Mr. Justice Colton declined, however, to issue an order compelling Secretary of State Brandon Lewis to set out a timetable for the provision of the services, and dismissed a claim for a judicial review against the jurisdiction’s minister of health and the Executive Committee.
The High Court ruling came after the Northern Ireland Human Rights Commission launched a judicial review challenge to the Secretary of State for Northern Ireland, the Northern Ireland Executive and its Department of Health over the failure to commission and fund abortion services.
Responding to the ruling on Twitter, Lewis said he believed “women from Northern Ireland should be entitled to the same reproductive rights as women across the rest of the UK” and he was “profoundly disappointed by the court’s verdict.”
He said in July he directed the Department of Health in Northern Ireland, the Health and Social Care Board, and the Minister of Health for Northern Ireland to commission and make abortion services available by March next year.
“I am hugely disappointed that the Executive and Department of Health are continuing to seem to willfully neglect the welfare and rights of women and girls in NI.”
Chief Commissioner Alyson Kilpatrick said the commission brought the case because of the unacceptable delay in the provision of adequate services and she welcomed the High Court judgment.
“This was an important case for the Commission to take to uphold the human rights of women and girls in Northern Ireland,” she said.
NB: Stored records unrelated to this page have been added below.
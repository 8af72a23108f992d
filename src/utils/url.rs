//! Endpoint construction for OpenAI-compatible services.
//!
//! Users paste base URLs with or without a trailing slash. Everything that
//! talks to the network goes through [`endpoint_url`] so the resulting path
//! never contains a doubled separator.

/// Path of the chat-completion endpoint, relative to the base URL.
pub const CHAT_COMPLETIONS_PATH: &str = "v1/chat/completions";

/// Path of the models-listing endpoint, relative to the base URL.
pub const MODELS_PATH: &str = "v1/models";

/// Strip surrounding whitespace and trailing slashes from a base URL.
///
/// ```
/// use parley::utils::url::normalize_base_url;
///
/// assert_eq!(normalize_base_url("http://localhost:8080/"), "http://localhost:8080");
/// assert_eq!(normalize_base_url("  http://localhost:8080  "), "http://localhost:8080");
/// ```
pub fn normalize_base_url(base_url: &str) -> String {
    base_url.trim().trim_end_matches('/').to_string()
}

/// Join a base URL and an endpoint path with exactly one `/` between them.
///
/// ```
/// use parley::utils::url::endpoint_url;
///
/// assert_eq!(
///     endpoint_url("http://localhost:8080/", "/v1/models"),
///     "http://localhost:8080/v1/models"
/// );
/// ```
pub fn endpoint_url(base_url: &str, path: &str) -> String {
    let base = normalize_base_url(base_url);
    let path = path.trim_start_matches('/');
    format!("{base}/{path}")
}

pub fn chat_completions_url(base_url: &str) -> String {
    endpoint_url(base_url, CHAT_COMPLETIONS_PATH)
}

pub fn models_url(base_url: &str) -> String {
    endpoint_url(base_url, MODELS_PATH)
}
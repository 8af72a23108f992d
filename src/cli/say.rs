//! One-shot "say" command

use std::error::Error;

use crate::core::exchange::ChatExchange;
use crate::core::settings::{KeyValueStore, SettingsStore};

pub async fn run_say<S: KeyValueStore>(
    prompt: Vec<String>,
    store: &SettingsStore<S>,
    client: reqwest::Client,
) -> Result<(), Box<dyn Error>> {
    let prompt = prompt.join(" ");
    let settings = store.load();
    let exchange = ChatExchange::new(client);

    match exchange.send(&[], &prompt, &settings).await {
        Ok(turn) => {
            println!("{}", turn.content());
            Ok(())
        }
        Err(err) => {
            eprintln!("❌ {err}");
            std::process::exit(1);
        }
    }
}
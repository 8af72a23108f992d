//! Parley is a small terminal client for OpenAI-compatible chat-completion
//! endpoints.
//!
//! The crate is organized around a few collaborating layers:
//! - [`core`] owns the conversation model, the chat exchange, settings
//!   persistence, and the session state that guards against stale replies.
//! - [`api`] defines the wire payloads and model discovery.
//! - [`cli`] parses arguments and runs the chat loop and settings commands.
//! - [`utils`] holds endpoint URL construction and logging setup.
//!
//! The binary (`src/main.rs`) routes through [`crate::cli::main`].

pub mod api;
pub mod cli;
pub mod core;
pub mod utils;
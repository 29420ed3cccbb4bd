use std::fmt;

use bitflags::bitflags;
use logfield_api::{ConvertError, Handler};
use rust_decimal::Decimal;
use rust_decimal::prelude::ToPrimitive;
use serde_json::{Value, json};

use crate::primitives::float;

// ═══════════════════════════════════════════════════════════════
//  Complex
// ═══════════════════════════════════════════════════════════════

/// A complex number with `f64` parts.
#[derive(Debug, Clone, Copy, PartialEq)]
pub struct Complex {
    pub re: f64,
    pub im: f64,
}

impl Complex {
    pub fn new(re: f64, im: f64) -> Self {
        Self { re, im }
    }
}

impl fmt::Display for Complex {
    fn fmt(&self, f: &mut fmt::Formatter<'_>) -> fmt::Result {
        if self.im.is_sign_negative() {
            write!(f, "{}-{}i", self.re, -self.im)
        } else {
            write!(f, "{}+{}i", self.re, self.im)
        }
    }
}

// ═══════════════════════════════════════════════════════════════
//  Decimal
// ═══════════════════════════════════════════════════════════════

/// Sign, coefficient digits and exponent of a decimal.
///
/// `1.50` is digits `[1, 5, 0]` with exponent -2: trailing zeros carried by
/// the scale are kept.
pub fn decimal_parts(value: &Decimal) -> DecimalParts {
    DecimalParts {
        sign: u8::from(value.is_sign_negative()),
        digits: value
            .mantissa()
            .unsigned_abs()
            .to_string()
            .bytes()
            .map(|b| b - b'0')
            .collect(),
        exponent: -(value.scale() as i32),
    }
}

/// Digit-tuple form of a decimal.
#[derive(Debug, Clone, PartialEq, Eq)]
pub struct DecimalParts {
    /// 0 for positive, 1 for negative.
    pub sign: u8,
    pub digits: Vec<u8>,
    pub exponent: i32,
}

// ═══════════════════════════════════════════════════════════════
//  Decimal context
// ═══════════════════════════════════════════════════════════════

#[derive(Debug, Clone, Copy, Default, PartialEq, Eq)]
pub enum Rounding {
    Ceiling,
    Down,
    Floor,
    HalfDown,
    #[default]
    HalfEven,
    HalfUp,
    Up,
    ZeroFiveUp,
}

impl Rounding {
    pub fn as_str(&self) -> &'static str {
        match self {
            Rounding::Ceiling => "ROUND_CEILING",
            Rounding::Down => "ROUND_DOWN",
            Rounding::Floor => "ROUND_FLOOR",
            Rounding::HalfDown => "ROUND_HALF_DOWN",
            Rounding::HalfEven => "ROUND_HALF_EVEN",
            Rounding::HalfUp => "ROUND_HALF_UP",
            Rounding::Up => "ROUND_UP",
            Rounding::ZeroFiveUp => "ROUND_05UP",
        }
    }
}

bitflags! {
    /// Exceptional conditions a decimal context can record or trap.
    #[derive(Debug, Clone, Copy, Default, PartialEq, Eq, Hash)]
    pub struct Signals: u16 {
        const CLAMPED = 1 << 0;
        const DIVISION_BY_ZERO = 1 << 1;
        const INEXACT = 1 << 2;
        const INVALID_OPERATION = 1 << 3;
        const OVERFLOW = 1 << 4;
        const ROUNDED = 1 << 5;
        const SUBNORMAL = 1 << 6;
        const UNDERFLOW = 1 << 7;
        const FLOAT_OPERATION = 1 << 8;
    }
}

fn signal_names(signals: Signals) -> Value {
    Value::Array(signals.iter_names().map(|(name, _)| Value::from(name)).collect())
}

/// Arithmetic settings for decimal operations.
#[derive(Debug, Clone, PartialEq, Eq)]
pub struct DecimalContext {
    pub precision: u32,
    pub rounding: Rounding,
    pub emin: i64,
    pub emax: i64,
    pub capitals: bool,
    pub clamp: bool,
    pub flags: Signals,
    pub traps: Signals,
}

impl Default for DecimalContext {
    fn default() -> Self {
        Self {
            precision: 28,
            rounding: Rounding::HalfEven,
            emin: -999_999,
            emax: 999_999,
            capitals: true,
            clamp: false,
            flags: Signals::empty(),
            traps: Signals::INVALID_OPERATION | Signals::DIVISION_BY_ZERO | Signals::OVERFLOW,
        }
    }
}

// ═══════════════════════════════════════════════════════════════
//  Handlers
// ═══════════════════════════════════════════════════════════════

/// Integer when the scale is zero, otherwise the nearest `f64`.
fn decimal(v: &Decimal) -> Result<Value, ConvertError> {
    let out_of_range = || ConvertError::range("Decimal", format!("{v} does not fit in 64 bits"));
    if v.scale() > 0 {
        return v.to_f64().map(float).ok_or_else(out_of_range);
    }
    if let Some(small) = v.to_i64() {
        return Ok(Value::from(small));
    }
    v.to_u64().map(Value::from).ok_or_else(out_of_range)
}

pub fn handlers() -> Vec<Handler> {
    vec![
        Handler::exact::<Complex, _>("complex", |v| Value::Array(vec![float(v.re), float(v.im)])),
        Handler::try_exact::<Decimal, _>("decimal", decimal),
        Handler::exact::<DecimalParts, _>("decimal_parts", |v| {
            json!({"sign": v.sign, "digits": v.digits, "exponent": v.exponent})
        }),
        Handler::exact::<DecimalContext, _>("decimal_context", |v| {
            json!({
                "prec": v.precision,
                "rounding": v.rounding.as_str(),
                "Emin": v.emin,
                "Emax": v.emax,
                "capitals": u8::from(v.capitals),
                "clamp": u8::from(v.clamp),
                "flags": signal_names(v.flags),
                "traps": signal_names(v.traps),
            })
        }),
    ]
}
“Abortion was legalized in Northern Ireland in 2019. Yet in 2021 women and girls continue to have to travel to England to access abortion services, are forced to continue a pregnancy against their wishes or take unregulated abortion pills.”
A new legal framework for abortion services took effect in March 2020, but devolved government services have not yet been properly introduced and funded because of disagreements between anti-abortion and pro-choice politicians.
The High Court found that between April 2020 and March 2021, Lewis failed to comply with the 2019 Act in that he failed to ensure expeditiously that the state provide women in Northern Ireland with access to high quality abortion and post-abortion care in all public health facilities.
The court noted that the situation is a fluid one with ongoing developments.